§ DESCRIPTION OF THE TASK
Write the records out once more, exactly as they appear below.

Stored data entries
_____
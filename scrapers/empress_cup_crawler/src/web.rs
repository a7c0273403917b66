use axum::{
    extract::State,
    http::StatusCode,
    response::{IntoResponse, Json},
    routing::post,
    Router,
};
use serde::{Deserialize, Serialize};
use std::{future::Future, sync::Arc};
use tracing::{error, info};

use crate::crawler::{CrawlOutcome, ScheduleCrawler};

#[derive(Debug, Clone, Serialize, Deserialize, PartialEq, Eq)]
#[serde(tag = "status", rename_all = "snake_case")]
pub enum CrawlResponse {
    Success {
        matches_updated: usize,
        timestamp: String,
    },
    NoUpdates,
    Error {
        message: String,
    },
}

#[derive(Clone)]
pub struct AppState {
    pub crawler: Arc<ScheduleCrawler>,
}

#[axum::debug_handler]
pub async fn crawl_handler(State(state): State<AppState>) -> impl IntoResponse {
    match state.crawler.run().await {
        Ok(CrawlOutcome::Updated {
            matches_updated,
            timestamp,
        }) => (
            StatusCode::OK,
            Json(CrawlResponse::Success {
                matches_updated,
                timestamp: timestamp.to_rfc3339(),
            }),
        ),
        Ok(CrawlOutcome::NoUpdates) => (StatusCode::OK, Json(CrawlResponse::NoUpdates)),
        Err(e) => {
            error!("Crawl failed: {}", e);
            (
                StatusCode::INTERNAL_SERVER_ERROR,
                Json(CrawlResponse::Error {
                    message: e.to_string(),
                }),
            )
        }
    }
}

pub fn router(state: AppState) -> Router {
    Router::new()
        .route("/crawl", post(crawl_handler))
        .with_state(state)
}

pub async fn serve<F>(
    listener: tokio::net::TcpListener,
    state: AppState,
    shutdown: F,
) -> std::io::Result<()>
where
    F: Future<Output = ()> + Send + 'static,
{
    if let Ok(addr) = listener.local_addr() {
        info!("Listening on http://{}", addr);
    }
    axum::serve(listener, router(state))
        .with_graceful_shutdown(shutdown)
        .await
}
_____
§ WRITTEN SOLUTION
filename scrapers/empress_cup_crawler/src/web.rs
repository a7c0273403917b66
use axum::{
    extract::State,
    http::StatusCode,
    response::{IntoResponse, Json},
    routing::post,
    Router,
};
use serde::{Deserialize, Serialize};
use std::{future::Future, sync::Arc};
use tracing::{error, info};

use crate::crawler::{CrawlOutcome, ScheduleCrawler};

#[derive(Debug, Clone, Serialize, Deserialize, PartialEq, Eq)]
#[serde(tag = "status", rename_all = "snake_case")]
pub enum CrawlResponse {
    Success {
        matches_updated: usize,
        timestamp: String,
    },
    NoUpdates,
    Error {
        message: String,
    },
}

#[derive(Clone)]
pub struct AppState {
    pub crawler: Arc<ScheduleCrawler>,
}

#[axum::debug_handler]
pub async fn crawl_handler(State(state): State<AppState>) -> impl IntoResponse {
    match state.crawler.run().await {
        Ok(CrawlOutcome::Updated {
            matches_updated,
            timestamp,
        }) => (
            StatusCode::OK,
            Json(CrawlResponse::Success {
                matches_updated,
                timestamp: timestamp.to_rfc3339(),
            }),
        ),
        Ok(CrawlOutcome::NoUpdates) => (StatusCode::OK, Json(CrawlResponse::NoUpdates)),
        Err(e) => {
            error!("Crawl failed: {}", e);
            (
                StatusCode::INTERNAL_SERVER_ERROR,
                Json(CrawlResponse::Error {
                    message: e.to_string(),
                }),
            )
        }
    }
}

pub fn router(state: AppState) -> Router {
    Router::new()
        .route("/crawl", post(crawl_handler))
        .with_state(state)
}

pub async fn serve<F>(
    listener: tokio::net::TcpListener,
    state: AppState,
    shutdown: F,
) -> std::io::Result<()>
where
    F: Future<Output = ()> + Send + 'static,
{
    if let Ok(addr) = listener.local_addr() {
        info!("Listening on http://{}", addr);
    }
    axum::serve(listener, router(state))
        .with_graceful_shutdown(shutdown)
        .await
}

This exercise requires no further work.